◆ **Information shown**:
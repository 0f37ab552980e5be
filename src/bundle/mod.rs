// src/bundle/mod.rs

//! Secret bundle parsing.
//!
//! A bundle is the raw secrets file a user uploads together with a format
//! tag (`json`, `txt`, ...). Parsers are looked up by tag in a
//! [`FormatRegistry`]; new formats register a parser without touching the
//! dispatcher. Every parser produces a [`SettingsMap`].

/// `KEY=value` line format
pub mod line;
/// JSON and YAML formats
pub mod structured;

use std::collections::HashMap;
use std::fmt;
use std::sync::Arc;
use once_cell::sync::Lazy;
use thiserror::Error;
use tracing::debug;
use zeroize::Zeroize;

use crate::config::RequiredGroup;

/// Ordered mapping of uppercase variable name to opaque string value.
///
/// Insertion order is preserved so identical input always renders identical
/// artifacts. Re-inserting a key replaces the value in place.
#[derive(Clone, Default, PartialEq, Eq)]
pub struct SettingsMap {
    entries: Vec<(String, String)>,
}

impl SettingsMap {
    /// Creates an empty map
    pub fn new() -> Self {
        Self { entries: Vec::new() }
    }

    /// Inserts a value, uppercasing the key
    pub fn insert(&mut self, key: impl AsRef<str>, value: impl Into<String>) {
        let key = key.as_ref().trim().to_uppercase();
        let value = value.into();

        match self.entries.iter_mut().find(|(k, _)| *k == key) {
            Some(entry) => entry.1 = value,
            None => self.entries.push((key, value)),
        }
    }

    /// Looks a value up by (case-insensitive) name
    pub fn get(&self, key: &str) -> Option<&str> {
        let key = key.to_uppercase();
        self.entries
            .iter()
            .find(|(k, _)| *k == key)
            .map(|(_, v)| v.as_str())
    }

    /// Whether the map holds the given name
    pub fn contains_key(&self, key: &str) -> bool {
        self.get(key).is_some()
    }

    /// Number of entries
    pub fn len(&self) -> usize {
        self.entries.len()
    }

    /// Whether the map is empty
    pub fn is_empty(&self) -> bool {
        self.entries.is_empty()
    }

    /// Iterates entries in insertion order
    pub fn iter(&self) -> impl Iterator<Item = (&str, &str)> {
        self.entries.iter().map(|(k, v)| (k.as_str(), v.as_str()))
    }

    /// Iterates keys in insertion order
    pub fn keys(&self) -> impl Iterator<Item = &str> {
        self.entries.iter().map(|(k, _)| k.as_str())
    }

    /// Merges another map into this one; later values win, first positions are kept
    pub fn extend(&mut self, mut other: SettingsMap) {
        for (k, v) in std::mem::take(&mut other.entries) {
            self.insert(k, v);
        }
    }

    /// Renders `KEY=value` lines, one per entry, in insertion order
    pub fn to_env_format(&self) -> String {
        self.entries
            .iter()
            .map(|(k, v)| format!("{}={}", k.to_uppercase(), v))
            .collect::<Vec<_>>()
            .join("\n")
    }

    /// Reads back the output of [`SettingsMap::to_env_format`].
    ///
    /// Unlike the strict `txt` bundle parser, this splits on the first `=`
    /// so values that themselves contain `=` survive the round trip.
    pub fn from_env_format(text: &str) -> Result<Self, BundleError> {
        let mut map = SettingsMap::new();

        for (number, line) in text.lines().enumerate() {
            if line.trim().is_empty() {
                continue;
            }
            let (key, value) = line.split_once('=').ok_or_else(|| {
                BundleError::Format(format!("line {} is not a KEY=value pair", number + 1))
            })?;
            if key.trim().is_empty() {
                return Err(BundleError::Format(format!("line {} has an empty key", number + 1)));
            }
            map.insert(key, value);
        }

        Ok(map)
    }
}

impl fmt::Debug for SettingsMap {
    fn fmt(&self, f: &mut fmt::Formatter<'_>) -> fmt::Result {
        // Values are secrets; only names are shown
        f.debug_set().entries(self.keys()).finish()
    }
}

impl<K: AsRef<str>, V: Into<String>> FromIterator<(K, V)> for SettingsMap {
    fn from_iter<I: IntoIterator<Item = (K, V)>>(iter: I) -> Self {
        let mut map = SettingsMap::new();
        for (k, v) in iter {
            map.insert(k, v);
        }
        map
    }
}

impl Drop for SettingsMap {
    fn drop(&mut self) {
        for (_, value) in self.entries.iter_mut() {
            value.zeroize();
        }
    }
}

/// A parser for one bundle format
pub trait BundleParser: Send + Sync {
    /// Parses raw bundle content into a settings map
    fn parse(&self, content: &str) -> Result<SettingsMap, BundleError>;
}

/// Registry mapping format tags to parsers
pub struct FormatRegistry {
    parsers: HashMap<String, Arc<dyn BundleParser>>,
}

impl FormatRegistry {
    /// Creates an empty registry
    pub fn new() -> Self {
        Self { parsers: HashMap::new() }
    }

    /// Creates a registry with the built-in formats
    pub fn with_defaults() -> Self {
        let mut registry = Self::new();

        let json: Arc<dyn BundleParser> = Arc::new(structured::JsonParser);
        let yaml: Arc<dyn BundleParser> = Arc::new(structured::YamlParser);
        let line: Arc<dyn BundleParser> = Arc::new(line::LineParser);

        registry.register("json", json);
        registry.register("yaml", yaml.clone());
        registry.register("yml", yaml);
        registry.register("txt", line.clone());
        registry.register("env", line);

        registry
    }

    /// Registers a parser under a format tag (case-insensitive)
    pub fn register(&mut self, tag: &str, parser: Arc<dyn BundleParser>) {
        self.parsers.insert(normalize_tag(tag), parser);
    }

    /// Whether a tag has a registered parser
    pub fn supports(&self, tag: &str) -> bool {
        self.parsers.contains_key(&normalize_tag(tag))
    }

    /// Parses content with the parser registered for `tag`
    pub fn parse(&self, content: &str, tag: &str) -> Result<SettingsMap, BundleError> {
        let parser = self
            .parsers
            .get(&normalize_tag(tag))
            .ok_or_else(|| BundleError::UnsupportedFormat(tag.to_string()))?;

        let map = parser.parse(content)?;
        debug!(format = %tag, variables = map.len(), "Parsed secret bundle");
        Ok(map)
    }
}

impl Default for FormatRegistry {
    fn default() -> Self {
        Self::with_defaults()
    }
}

/// Tags are matched case-insensitively and may carry a leading dot (`.json`)
fn normalize_tag(tag: &str) -> String {
    tag.trim().trim_start_matches('.').to_lowercase()
}

static DEFAULT_REGISTRY: Lazy<FormatRegistry> = Lazy::new(FormatRegistry::with_defaults);

/// Parses content with the built-in registry
pub fn parse(content: &str, format: &str) -> Result<SettingsMap, BundleError> {
    DEFAULT_REGISTRY.parse(content, format)
}

/// Fails with every `(group, name)` pair absent from the map
pub fn check_required(map: &SettingsMap, groups: &[RequiredGroup]) -> Result<(), BundleError> {
    let missing: Vec<(String, String)> = groups
        .iter()
        .flat_map(|g| g.names.iter().map(move |n| (g.group.clone(), n.clone())))
        .filter(|(_, name)| !map.contains_key(name))
        .collect();

    if missing.is_empty() {
        Ok(())
    } else {
        Err(BundleError::MissingVariables { missing })
    }
}

/// Raw uploaded secrets plus their declared format. Zeroed on drop.
pub struct SecretBundle {
    content: String,
    format: String,
}

impl SecretBundle {
    /// Wraps uploaded content
    pub fn new(content: impl Into<String>, format: impl Into<String>) -> Self {
        Self {
            content: content.into(),
            format: format.into(),
        }
    }

    /// Declared format tag
    pub fn format(&self) -> &str {
        &self.format
    }

    /// Parses with `registry` and checks the required groups
    pub fn convert(&self, registry: &FormatRegistry, groups: &[RequiredGroup]) -> Result<SettingsMap, BundleError> {
        let map = registry.parse(&self.content, &self.format)?;
        check_required(&map, groups)?;
        Ok(map)
    }
}

impl fmt::Debug for SecretBundle {
    fn fmt(&self, f: &mut fmt::Formatter<'_>) -> fmt::Result {
        f.debug_struct("SecretBundle")
            .field("format", &self.format)
            .field("bytes", &self.content.len())
            .finish()
    }
}

impl Drop for SecretBundle {
    fn drop(&mut self) {
        self.content.zeroize();
    }
}

fn format_missing(missing: &[(String, String)]) -> String {
    missing
        .iter()
        .map(|(group, name)| format!("({}, {})", group, name))
        .collect::<Vec<_>>()
        .join(", ")
}

/// Bundle parsing and validation errors
#[derive(Debug, Error)]
pub enum BundleError {
    /// Content is not valid for its format
    #[error("Malformed secret bundle: {0}")]
    Format(String),

    /// Required variables are absent
    #[error("Missing required variables: {}", format_missing(.missing))]
    MissingVariables {
        /// `(group, name)` pairs absent from the bundle
        missing: Vec<(String, String)>,
    },

    /// No parser is registered for the tag
    #[error("Unsupported bundle format: {0}")]
    UnsupportedFormat(String),
}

◆ **Work instruction**:
Only the lines from the one that holds "let map = registry.parse(&self.content, &self.format)?;" through the end of the records should appear in the answer, each restated exactly.

◆ **Written reply**:
        let map = registry.parse(&self.content, &self.format)?;
        check_required(&map, groups)?;
        Ok(map)
    }
}

impl fmt::Debug for SecretBundle {
    fn fmt(&self, f: &mut fmt::Formatter<'_>) -> fmt::Result {
        f.debug_struct("SecretBundle")
            .field("format", &self.format)
            .field("bytes", &self.content.len())
            .finish()
    }
}

impl Drop for SecretBundle {
    fn drop(&mut self) {
        self.content.zeroize();
    }
}

fn format_missing(missing: &[(String, String)]) -> String {
    missing
        .iter()
        .map(|(group, name)| format!("({}, {})", group, name))
        .collect::<Vec<_>>()
        .join(", ")
}

/// Bundle parsing and validation errors
#[derive(Debug, Error)]
pub enum BundleError {
    /// Content is not valid for its format
    #[error("Malformed secret bundle: {0}")]
    Format(String),

    /// Required variables are absent
    #[error("Missing required variables: {}", format_missing(.missing))]
    MissingVariables {
        /// `(group, name)` pairs absent from the bundle
        missing: Vec<(String, String)>,
    },

    /// No parser is registered for the tag
    #[error("Unsupported bundle format: {0}")]
    UnsupportedFormat(String),
}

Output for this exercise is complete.